Data listing –
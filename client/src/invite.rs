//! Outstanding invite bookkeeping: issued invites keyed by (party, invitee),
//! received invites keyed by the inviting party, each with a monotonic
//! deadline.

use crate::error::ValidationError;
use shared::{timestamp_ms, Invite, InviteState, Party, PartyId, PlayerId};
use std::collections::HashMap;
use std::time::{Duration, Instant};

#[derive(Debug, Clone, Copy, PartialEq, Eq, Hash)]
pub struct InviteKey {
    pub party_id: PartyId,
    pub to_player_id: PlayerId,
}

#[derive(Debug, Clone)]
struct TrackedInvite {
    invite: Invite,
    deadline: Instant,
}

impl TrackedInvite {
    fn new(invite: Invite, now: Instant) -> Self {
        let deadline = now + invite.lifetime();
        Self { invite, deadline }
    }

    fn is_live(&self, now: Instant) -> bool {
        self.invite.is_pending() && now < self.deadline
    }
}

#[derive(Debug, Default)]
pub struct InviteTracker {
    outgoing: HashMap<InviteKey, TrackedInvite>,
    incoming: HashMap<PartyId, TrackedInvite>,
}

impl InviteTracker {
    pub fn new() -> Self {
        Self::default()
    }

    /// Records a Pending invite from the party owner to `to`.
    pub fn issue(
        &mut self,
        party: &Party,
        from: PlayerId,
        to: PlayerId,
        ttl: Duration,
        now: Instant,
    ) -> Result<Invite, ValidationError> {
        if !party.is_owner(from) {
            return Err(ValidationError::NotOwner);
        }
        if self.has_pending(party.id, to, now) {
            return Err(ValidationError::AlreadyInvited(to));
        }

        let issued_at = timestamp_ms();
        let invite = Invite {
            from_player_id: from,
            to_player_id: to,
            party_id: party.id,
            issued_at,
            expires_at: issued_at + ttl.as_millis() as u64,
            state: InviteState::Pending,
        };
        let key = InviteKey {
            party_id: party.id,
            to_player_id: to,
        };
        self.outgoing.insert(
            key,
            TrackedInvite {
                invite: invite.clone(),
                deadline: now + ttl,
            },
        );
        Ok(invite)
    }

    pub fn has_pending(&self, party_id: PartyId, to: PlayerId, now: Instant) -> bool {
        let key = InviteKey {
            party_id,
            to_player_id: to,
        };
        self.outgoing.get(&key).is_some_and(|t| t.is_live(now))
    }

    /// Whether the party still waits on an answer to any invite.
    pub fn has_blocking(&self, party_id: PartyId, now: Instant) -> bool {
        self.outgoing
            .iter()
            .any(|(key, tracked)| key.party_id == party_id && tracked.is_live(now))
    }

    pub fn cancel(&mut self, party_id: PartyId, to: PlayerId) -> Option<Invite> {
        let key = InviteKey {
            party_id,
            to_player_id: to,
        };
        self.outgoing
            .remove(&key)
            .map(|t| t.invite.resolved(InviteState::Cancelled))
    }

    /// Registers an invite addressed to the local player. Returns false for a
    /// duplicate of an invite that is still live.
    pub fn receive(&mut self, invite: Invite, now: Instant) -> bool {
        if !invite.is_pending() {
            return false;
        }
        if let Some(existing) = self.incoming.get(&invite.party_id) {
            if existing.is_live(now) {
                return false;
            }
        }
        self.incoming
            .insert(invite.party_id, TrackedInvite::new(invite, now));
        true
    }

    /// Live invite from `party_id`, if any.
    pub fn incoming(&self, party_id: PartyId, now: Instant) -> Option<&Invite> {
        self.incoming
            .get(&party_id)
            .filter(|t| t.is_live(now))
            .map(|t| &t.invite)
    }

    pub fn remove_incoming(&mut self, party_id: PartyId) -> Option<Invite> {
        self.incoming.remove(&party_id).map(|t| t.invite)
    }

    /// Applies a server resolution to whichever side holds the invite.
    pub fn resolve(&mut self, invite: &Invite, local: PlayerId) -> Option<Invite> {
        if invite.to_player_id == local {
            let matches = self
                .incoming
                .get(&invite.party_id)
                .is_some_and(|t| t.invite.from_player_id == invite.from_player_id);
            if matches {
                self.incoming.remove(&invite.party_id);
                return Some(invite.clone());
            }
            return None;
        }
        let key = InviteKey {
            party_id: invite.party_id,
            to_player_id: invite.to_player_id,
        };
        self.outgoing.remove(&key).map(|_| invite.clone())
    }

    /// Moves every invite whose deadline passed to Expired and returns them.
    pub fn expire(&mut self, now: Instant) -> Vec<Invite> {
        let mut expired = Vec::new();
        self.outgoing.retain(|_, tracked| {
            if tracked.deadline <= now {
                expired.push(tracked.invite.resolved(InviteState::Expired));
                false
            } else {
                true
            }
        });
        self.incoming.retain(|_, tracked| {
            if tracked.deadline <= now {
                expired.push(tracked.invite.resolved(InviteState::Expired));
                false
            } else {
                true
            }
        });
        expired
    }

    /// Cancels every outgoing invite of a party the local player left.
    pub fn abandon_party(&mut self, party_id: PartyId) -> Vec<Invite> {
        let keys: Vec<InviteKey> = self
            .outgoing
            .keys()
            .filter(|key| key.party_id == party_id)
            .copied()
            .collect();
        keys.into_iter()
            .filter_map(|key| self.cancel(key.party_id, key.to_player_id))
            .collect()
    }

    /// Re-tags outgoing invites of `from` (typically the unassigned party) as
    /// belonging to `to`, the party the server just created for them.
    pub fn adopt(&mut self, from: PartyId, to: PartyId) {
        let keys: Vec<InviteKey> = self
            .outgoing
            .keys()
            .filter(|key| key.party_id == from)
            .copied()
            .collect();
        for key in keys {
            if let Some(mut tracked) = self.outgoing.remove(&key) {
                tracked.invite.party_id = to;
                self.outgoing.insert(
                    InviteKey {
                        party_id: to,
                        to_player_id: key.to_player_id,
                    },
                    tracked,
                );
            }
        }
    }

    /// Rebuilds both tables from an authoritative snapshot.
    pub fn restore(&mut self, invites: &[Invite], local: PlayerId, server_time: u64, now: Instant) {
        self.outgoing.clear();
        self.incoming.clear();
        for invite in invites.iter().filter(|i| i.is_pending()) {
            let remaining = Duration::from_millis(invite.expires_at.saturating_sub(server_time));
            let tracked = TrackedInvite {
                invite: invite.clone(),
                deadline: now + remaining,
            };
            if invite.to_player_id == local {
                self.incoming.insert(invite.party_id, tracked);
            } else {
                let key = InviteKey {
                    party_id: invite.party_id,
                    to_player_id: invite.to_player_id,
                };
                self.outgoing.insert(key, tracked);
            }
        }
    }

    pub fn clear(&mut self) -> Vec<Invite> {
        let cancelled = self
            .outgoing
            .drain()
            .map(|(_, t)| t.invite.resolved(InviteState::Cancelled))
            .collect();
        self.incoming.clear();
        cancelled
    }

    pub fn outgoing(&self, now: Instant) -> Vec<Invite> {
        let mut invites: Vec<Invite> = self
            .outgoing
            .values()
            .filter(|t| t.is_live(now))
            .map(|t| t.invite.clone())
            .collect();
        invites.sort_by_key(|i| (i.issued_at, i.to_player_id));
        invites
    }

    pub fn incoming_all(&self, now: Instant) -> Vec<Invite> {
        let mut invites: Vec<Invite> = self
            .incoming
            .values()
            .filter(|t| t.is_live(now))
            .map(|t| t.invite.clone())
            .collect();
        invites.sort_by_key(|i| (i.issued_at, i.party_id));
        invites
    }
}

* * *

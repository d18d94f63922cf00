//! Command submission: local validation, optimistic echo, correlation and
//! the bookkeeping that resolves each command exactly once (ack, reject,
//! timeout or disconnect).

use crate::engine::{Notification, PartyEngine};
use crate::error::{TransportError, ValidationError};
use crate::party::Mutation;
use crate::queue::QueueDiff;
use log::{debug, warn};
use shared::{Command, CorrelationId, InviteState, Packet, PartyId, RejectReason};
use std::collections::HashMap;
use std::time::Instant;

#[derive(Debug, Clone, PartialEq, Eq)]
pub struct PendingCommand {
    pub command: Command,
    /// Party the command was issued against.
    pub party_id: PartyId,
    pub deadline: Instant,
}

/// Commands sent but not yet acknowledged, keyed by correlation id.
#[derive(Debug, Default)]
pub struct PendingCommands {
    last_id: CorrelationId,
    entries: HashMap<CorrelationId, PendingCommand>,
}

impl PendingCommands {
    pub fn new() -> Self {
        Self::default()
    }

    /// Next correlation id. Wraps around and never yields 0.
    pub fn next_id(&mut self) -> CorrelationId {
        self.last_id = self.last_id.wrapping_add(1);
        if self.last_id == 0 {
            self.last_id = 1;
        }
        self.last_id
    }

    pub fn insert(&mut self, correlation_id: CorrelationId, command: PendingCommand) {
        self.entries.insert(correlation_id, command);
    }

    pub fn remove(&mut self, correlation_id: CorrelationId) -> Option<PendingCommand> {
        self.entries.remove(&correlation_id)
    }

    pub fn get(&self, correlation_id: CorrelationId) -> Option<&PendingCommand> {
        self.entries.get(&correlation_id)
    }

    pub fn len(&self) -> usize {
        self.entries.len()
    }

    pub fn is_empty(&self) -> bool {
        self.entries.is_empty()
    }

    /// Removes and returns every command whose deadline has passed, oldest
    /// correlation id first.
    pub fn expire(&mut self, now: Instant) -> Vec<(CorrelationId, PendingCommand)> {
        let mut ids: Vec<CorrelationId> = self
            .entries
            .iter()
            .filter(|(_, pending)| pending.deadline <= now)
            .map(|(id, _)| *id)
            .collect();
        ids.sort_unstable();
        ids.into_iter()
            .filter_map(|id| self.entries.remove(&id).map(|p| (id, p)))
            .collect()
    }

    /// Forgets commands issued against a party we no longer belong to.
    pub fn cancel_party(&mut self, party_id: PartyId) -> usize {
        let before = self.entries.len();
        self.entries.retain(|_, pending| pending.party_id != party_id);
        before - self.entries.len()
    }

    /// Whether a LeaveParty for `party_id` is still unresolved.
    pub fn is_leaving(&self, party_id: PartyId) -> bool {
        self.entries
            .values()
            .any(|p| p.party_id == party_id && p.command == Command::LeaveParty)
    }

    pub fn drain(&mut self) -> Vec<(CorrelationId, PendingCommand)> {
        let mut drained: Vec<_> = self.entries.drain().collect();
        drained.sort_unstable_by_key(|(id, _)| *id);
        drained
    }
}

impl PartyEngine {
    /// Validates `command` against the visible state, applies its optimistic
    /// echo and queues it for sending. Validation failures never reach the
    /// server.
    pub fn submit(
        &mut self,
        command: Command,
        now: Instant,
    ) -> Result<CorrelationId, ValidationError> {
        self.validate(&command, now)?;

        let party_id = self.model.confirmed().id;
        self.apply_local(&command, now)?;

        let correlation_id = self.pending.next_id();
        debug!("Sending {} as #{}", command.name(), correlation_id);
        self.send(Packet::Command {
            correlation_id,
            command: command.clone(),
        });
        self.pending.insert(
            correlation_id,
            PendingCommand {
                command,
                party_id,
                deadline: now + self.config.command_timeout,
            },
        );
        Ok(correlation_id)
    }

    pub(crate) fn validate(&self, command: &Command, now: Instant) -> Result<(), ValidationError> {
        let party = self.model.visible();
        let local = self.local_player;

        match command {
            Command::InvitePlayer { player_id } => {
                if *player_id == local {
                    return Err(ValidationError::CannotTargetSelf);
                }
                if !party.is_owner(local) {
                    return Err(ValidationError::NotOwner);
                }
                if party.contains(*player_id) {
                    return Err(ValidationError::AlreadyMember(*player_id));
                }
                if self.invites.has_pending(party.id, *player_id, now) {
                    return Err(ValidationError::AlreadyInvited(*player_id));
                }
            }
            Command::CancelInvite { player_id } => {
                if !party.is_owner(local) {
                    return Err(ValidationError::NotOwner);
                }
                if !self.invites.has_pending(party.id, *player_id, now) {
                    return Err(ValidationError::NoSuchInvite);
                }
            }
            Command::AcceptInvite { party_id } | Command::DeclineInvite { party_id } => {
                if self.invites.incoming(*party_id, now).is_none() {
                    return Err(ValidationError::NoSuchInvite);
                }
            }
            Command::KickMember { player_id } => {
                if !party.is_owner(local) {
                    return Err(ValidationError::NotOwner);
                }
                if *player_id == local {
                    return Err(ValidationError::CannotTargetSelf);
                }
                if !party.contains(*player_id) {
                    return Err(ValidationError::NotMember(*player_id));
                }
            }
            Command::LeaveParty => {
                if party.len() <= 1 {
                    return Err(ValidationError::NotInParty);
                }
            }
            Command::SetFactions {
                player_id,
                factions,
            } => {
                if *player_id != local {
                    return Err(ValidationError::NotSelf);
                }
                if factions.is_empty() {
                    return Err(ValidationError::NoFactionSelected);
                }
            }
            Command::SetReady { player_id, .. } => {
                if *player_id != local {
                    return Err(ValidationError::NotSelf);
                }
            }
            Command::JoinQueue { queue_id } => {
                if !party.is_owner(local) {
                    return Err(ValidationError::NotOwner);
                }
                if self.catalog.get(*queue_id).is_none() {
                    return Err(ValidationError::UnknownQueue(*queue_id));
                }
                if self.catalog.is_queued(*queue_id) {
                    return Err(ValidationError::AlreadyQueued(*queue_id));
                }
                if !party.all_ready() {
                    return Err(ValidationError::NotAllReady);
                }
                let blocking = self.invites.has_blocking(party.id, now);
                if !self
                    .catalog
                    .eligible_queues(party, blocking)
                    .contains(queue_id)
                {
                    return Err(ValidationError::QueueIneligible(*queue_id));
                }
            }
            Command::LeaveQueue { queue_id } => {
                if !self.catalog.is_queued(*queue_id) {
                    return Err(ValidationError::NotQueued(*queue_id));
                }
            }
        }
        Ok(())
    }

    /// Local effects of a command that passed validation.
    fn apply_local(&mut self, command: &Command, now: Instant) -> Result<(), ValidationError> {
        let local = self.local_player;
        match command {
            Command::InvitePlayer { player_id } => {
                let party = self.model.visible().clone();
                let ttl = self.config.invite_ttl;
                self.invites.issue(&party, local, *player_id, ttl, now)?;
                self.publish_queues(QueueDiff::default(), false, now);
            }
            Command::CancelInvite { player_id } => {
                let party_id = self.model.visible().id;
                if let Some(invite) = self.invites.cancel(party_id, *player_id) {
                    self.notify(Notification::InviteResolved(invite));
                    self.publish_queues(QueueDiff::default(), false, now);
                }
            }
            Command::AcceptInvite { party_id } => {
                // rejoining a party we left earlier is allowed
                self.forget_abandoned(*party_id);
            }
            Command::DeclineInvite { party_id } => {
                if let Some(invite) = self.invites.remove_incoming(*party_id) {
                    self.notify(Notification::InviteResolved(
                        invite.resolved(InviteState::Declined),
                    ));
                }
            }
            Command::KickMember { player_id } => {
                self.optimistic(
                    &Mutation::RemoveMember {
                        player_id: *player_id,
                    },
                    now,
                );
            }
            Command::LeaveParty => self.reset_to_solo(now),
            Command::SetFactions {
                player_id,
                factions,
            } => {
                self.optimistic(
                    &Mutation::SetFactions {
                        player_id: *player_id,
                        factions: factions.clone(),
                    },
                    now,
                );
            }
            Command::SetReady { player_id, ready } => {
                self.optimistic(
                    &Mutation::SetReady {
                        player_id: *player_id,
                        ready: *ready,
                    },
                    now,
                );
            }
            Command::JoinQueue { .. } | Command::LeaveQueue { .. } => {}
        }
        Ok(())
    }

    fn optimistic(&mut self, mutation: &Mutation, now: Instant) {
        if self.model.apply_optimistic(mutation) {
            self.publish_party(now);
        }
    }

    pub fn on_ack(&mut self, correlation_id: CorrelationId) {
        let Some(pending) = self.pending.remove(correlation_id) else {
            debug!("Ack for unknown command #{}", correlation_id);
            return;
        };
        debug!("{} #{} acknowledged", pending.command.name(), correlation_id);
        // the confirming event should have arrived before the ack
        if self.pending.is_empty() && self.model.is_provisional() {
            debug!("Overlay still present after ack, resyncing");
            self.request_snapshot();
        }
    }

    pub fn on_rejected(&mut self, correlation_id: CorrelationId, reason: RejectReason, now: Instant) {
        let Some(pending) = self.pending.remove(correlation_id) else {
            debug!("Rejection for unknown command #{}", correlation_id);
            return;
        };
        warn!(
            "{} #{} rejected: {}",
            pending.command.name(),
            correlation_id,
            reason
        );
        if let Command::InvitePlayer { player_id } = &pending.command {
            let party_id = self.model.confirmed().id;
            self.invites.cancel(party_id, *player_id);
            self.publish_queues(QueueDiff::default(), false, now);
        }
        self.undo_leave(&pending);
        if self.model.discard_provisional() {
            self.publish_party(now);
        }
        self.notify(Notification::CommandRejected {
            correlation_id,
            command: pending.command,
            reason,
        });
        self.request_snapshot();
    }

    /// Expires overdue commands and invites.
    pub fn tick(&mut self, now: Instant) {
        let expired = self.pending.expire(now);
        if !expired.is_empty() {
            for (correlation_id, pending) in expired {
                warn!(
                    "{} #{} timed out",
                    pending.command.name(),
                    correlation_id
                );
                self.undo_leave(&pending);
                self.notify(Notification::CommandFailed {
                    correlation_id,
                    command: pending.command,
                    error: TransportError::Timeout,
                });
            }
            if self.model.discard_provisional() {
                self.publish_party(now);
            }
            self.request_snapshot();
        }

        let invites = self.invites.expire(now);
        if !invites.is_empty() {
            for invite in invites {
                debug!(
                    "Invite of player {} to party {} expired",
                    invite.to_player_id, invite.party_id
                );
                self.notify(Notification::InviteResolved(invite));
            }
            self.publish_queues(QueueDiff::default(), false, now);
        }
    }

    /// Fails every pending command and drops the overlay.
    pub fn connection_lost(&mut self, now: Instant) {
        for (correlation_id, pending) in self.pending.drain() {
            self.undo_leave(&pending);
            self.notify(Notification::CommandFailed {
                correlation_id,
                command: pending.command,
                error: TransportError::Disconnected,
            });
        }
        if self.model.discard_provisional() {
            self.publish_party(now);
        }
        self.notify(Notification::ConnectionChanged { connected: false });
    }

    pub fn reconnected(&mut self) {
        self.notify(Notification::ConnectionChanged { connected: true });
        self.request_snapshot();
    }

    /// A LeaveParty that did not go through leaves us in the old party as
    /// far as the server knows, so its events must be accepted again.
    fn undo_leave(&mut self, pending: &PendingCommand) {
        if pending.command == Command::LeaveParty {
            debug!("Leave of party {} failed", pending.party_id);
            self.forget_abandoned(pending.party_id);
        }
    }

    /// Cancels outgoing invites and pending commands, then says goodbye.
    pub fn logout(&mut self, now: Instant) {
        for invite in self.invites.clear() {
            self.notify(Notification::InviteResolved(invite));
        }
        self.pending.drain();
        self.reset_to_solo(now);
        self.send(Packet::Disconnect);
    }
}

* * *

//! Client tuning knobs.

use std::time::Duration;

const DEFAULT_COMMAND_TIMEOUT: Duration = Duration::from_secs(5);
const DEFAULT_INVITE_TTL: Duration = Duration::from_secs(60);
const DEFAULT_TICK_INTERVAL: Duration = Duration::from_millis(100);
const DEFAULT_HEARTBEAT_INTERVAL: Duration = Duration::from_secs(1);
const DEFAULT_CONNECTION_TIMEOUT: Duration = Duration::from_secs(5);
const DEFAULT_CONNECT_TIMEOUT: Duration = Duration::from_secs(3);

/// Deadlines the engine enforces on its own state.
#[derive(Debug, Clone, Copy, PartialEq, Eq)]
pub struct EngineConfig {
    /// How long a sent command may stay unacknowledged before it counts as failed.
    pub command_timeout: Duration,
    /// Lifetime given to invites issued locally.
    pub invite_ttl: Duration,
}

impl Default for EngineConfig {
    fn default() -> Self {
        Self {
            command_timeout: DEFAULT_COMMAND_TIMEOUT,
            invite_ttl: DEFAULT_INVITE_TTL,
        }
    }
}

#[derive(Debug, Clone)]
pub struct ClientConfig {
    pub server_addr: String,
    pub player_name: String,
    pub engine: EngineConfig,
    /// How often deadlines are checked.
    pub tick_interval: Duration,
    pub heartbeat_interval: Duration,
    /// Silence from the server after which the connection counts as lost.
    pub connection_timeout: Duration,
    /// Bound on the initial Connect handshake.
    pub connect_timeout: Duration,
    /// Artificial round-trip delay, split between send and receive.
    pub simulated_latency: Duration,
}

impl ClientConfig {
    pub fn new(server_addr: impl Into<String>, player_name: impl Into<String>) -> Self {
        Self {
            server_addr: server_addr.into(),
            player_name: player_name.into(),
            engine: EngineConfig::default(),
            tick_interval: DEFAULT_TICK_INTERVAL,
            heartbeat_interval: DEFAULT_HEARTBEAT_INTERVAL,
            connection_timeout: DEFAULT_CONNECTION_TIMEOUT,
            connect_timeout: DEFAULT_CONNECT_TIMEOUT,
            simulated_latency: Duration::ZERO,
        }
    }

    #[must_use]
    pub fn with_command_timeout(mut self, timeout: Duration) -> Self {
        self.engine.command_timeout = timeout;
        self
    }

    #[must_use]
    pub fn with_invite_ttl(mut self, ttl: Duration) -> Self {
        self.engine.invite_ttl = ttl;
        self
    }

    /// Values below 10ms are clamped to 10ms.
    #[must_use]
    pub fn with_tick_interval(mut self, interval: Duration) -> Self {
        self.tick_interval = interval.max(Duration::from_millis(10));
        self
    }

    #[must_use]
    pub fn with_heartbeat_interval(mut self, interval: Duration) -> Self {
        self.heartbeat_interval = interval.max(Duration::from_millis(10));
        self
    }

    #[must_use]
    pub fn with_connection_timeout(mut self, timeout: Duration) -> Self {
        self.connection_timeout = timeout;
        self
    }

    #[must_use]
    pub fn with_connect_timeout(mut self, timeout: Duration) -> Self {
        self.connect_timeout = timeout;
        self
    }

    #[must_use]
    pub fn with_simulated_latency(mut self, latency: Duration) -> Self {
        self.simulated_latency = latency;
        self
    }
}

Assignment – Where a line in the material above holds "whose", copy that line.

Output of the task –
    /// Moves every invite whose deadline passed to Expired and returns them.
    /// Removes and returns every command whose deadline has passed, oldest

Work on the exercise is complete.